Water From National Forests example essay topic

703 words
Blanton Forest is the largest contiguous unprotected old-growth hardwood forest in the Eastern United States. The 6,000+ acre design for the future Blanton Forest Nature Preserve includes 2,350 acres of pristine old-growth wilderness including 200+ year-old trees and Watts Creek, a sanctuary for the endangered Black side dace fish. It belongs to a type of diverse temperate forest class called "mixed mesophytic" that is considered called both "globally significant" and "critically endangered" by the World Wildlife Fund. Ninety-five percent of the nation's native forests have been logged.

Most of the remaining five percent lie on public lands, but are subject to taxpayer subsidized logging. The result: deforestation, polluted drinking water and endangered species. Logging companies claim the U.S. needs the lumber and jobs, but National Forests supply less than four percent of U.S. demand. Economic studies show that forests are worth far more standing and provide more jobs than when they are cut down and made into two by fours. Is it really a choice between "owls and jobs" or is that just corporate spin to justify continuing subsidies for logging companies? What will be the future of our National Forests?

From a social and economic perspective, our National Forests are far more valuable standing, growing, dying, and regenerating where they are than cut down and converted into two by fours and paper products. While lumber and wood products are readily available from the 80% of forested land in the United States outside National Forests, clean water, recreation, wildlife and other public uses and values of immense economic benefit generally are not. The small share of the forested land base included in our National Forest system must shoulder nearly 100% of the burden of providing these uses and values. National Forests provide many social and economic contributions to the nation, simply by existing as natural ecosystems.

Natural resource economists have coined the term "ecosystem services" to describe such contributions. They include important functions such as flood control, purification of water, recycling of nutrients and wastes, production of soils, carbon sequestering, pollination, and natural control of pests. They include valuable products such as plants used in manufacturing life-saving medicines, edible mushrooms, and floral greens. They include a diversity of uses such as recreation, hunting and fishing. And they include scenic, aesthetic, and cultural values that are important quality of life factors for communities adjacent to our National Forests. Economists have recently estimated that ecosystem services provided by natural forests worldwide are worth at least $4.7 trillion per year.

On National Forest lands, ecosystem service values dwarf the value of our National Forests for timber production. For instance: National Forests supply over 530.4 million acre-feet of clean water each year to municipalities, businesses, and rural residents. Economists estimate that the value of this water for consumptive purposes alone is over $3.7 billion per year. This figure does not include the value of maintaining wild fish species, recreation, or the cost savings to municipalities who have reduced filtration costs because water from National Forests is so clean. National Forests sequester over 53 million metric tons of carbon from the atmosphere each year. Economists have estimated that this function is worth nearly $3.4 billion each year.

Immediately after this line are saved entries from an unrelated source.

/**
 * API Error Types
 *
 * This module defines the error taxonomy used by every handler in the
 * backend. Each variant maps to exactly one HTTP status code, so a
 * handler can bubble errors with `?` and the conversion layer takes
 * care of the response.
 */

use axum::http::StatusCode;
use thiserror::Error;

use crate::store::StoreError;

/// All errors a request can surface to a caller.
///
/// Variants carry the user-facing message. Store and internal failures
/// are logged at the conversion boundary and replaced with a generic
/// message so internals never leak into responses.
#[derive(Debug, Error)]
pub enum ApiError {
    /// Missing, malformed, or unverifiable bearer credential.
    #[error("{0}")]
    Unauthenticated(String),

    /// Request violated a stated constraint (empty body, missing field).
    #[error("{0}")]
    InvalidArgument(String),

    /// Caller is authenticated but not authorized for this record.
    #[error("{0}")]
    Forbidden(String),

    /// Unknown recipient, mail id, or username.
    #[error("{0}")]
    NotFound(String),

    /// Username already claimed by another identity.
    #[error("{0}")]
    Conflict(String),

    /// The delivery provider reported a failure. The mail record is
    /// persisted with `FAILED` status before this is raised.
    #[error("Provider {provider} failed: {reason}")]
    DeliveryFailed { provider: String, reason: String },

    /// Username provisioning ran out of disambiguation candidates.
    #[error("{0}")]
    ResourceExhausted(String),

    /// Backing store failure.
    #[error("Store error: {0}")]
    Store(#[from] StoreError),

    /// Anything else unexpected.
    #[error("Internal error: {0}")]
    Internal(String),
}

impl ApiError {
    pub fn unauthenticated(message: impl Into<String>) -> Self {
        Self::Unauthenticated(message.into())
    }

    pub fn invalid_argument(message: impl Into<String>) -> Self {
        Self::InvalidArgument(message.into())
    }

    pub fn not_found(message: impl Into<String>) -> Self {
        Self::NotFound(message.into())
    }

    pub fn conflict(message: impl Into<String>) -> Self {
        Self::Conflict(message.into())
    }

    pub fn forbidden(message: impl Into<String>) -> Self {
        Self::Forbidden(message.into())
    }

    /// Get the HTTP status code for this error
    pub fn status_code(&self) -> StatusCode {
        match self {
            Self::Unauthenticated(_) => StatusCode::UNAUTHORIZED,
            Self::InvalidArgument(_) => StatusCode::BAD_REQUEST,
            Self::Forbidden(_) => StatusCode::FORBIDDEN,
            Self::NotFound(_) => StatusCode::NOT_FOUND,
            Self::Conflict(_) => StatusCode::CONFLICT,
            Self::DeliveryFailed { .. } => StatusCode::BAD_GATEWAY,
            Self::ResourceExhausted(_) => StatusCode::SERVICE_UNAVAILABLE,
            Self::Store(_) | Self::Internal(_) => StatusCode::INTERNAL_SERVER_ERROR,
        }
    }

    /// Get the message to include in the response body.
    ///
    /// Store and internal errors return a fixed message; their detail
    /// only goes to the logs.
    pub fn message(&self) -> String {
        match self {
            Self::Store(_) | Self::Internal(_) => "Internal server error".to_string(),
            other => other.to_string(),
        }
    }
}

Recreation, hunting and fishing on our National Forests contribute at least $111 billion to the gross domestic product and generate 2.9 million jobs each year. These uses contribute 31.4 times more value to GDP and generate 38.1 times more jobs that the timber sale program. National Forests provide habitat for tens of thousands of wild pollinators. Researchers have estimated the potential contribution of wild pollinators to the U.S. agricultural economy to be in the order of $4-7 billion per year. In contrast, the Forest Service recently estimated that its timber sale program generated net economic benefits of only $354 million and 55,535 jobs in 1997. However, these figures are substantially overstated.

They do not include the vast majority of costs created by the logging program, which are largely externalized onto communities, businesses, and individuals who benefit from forest protection.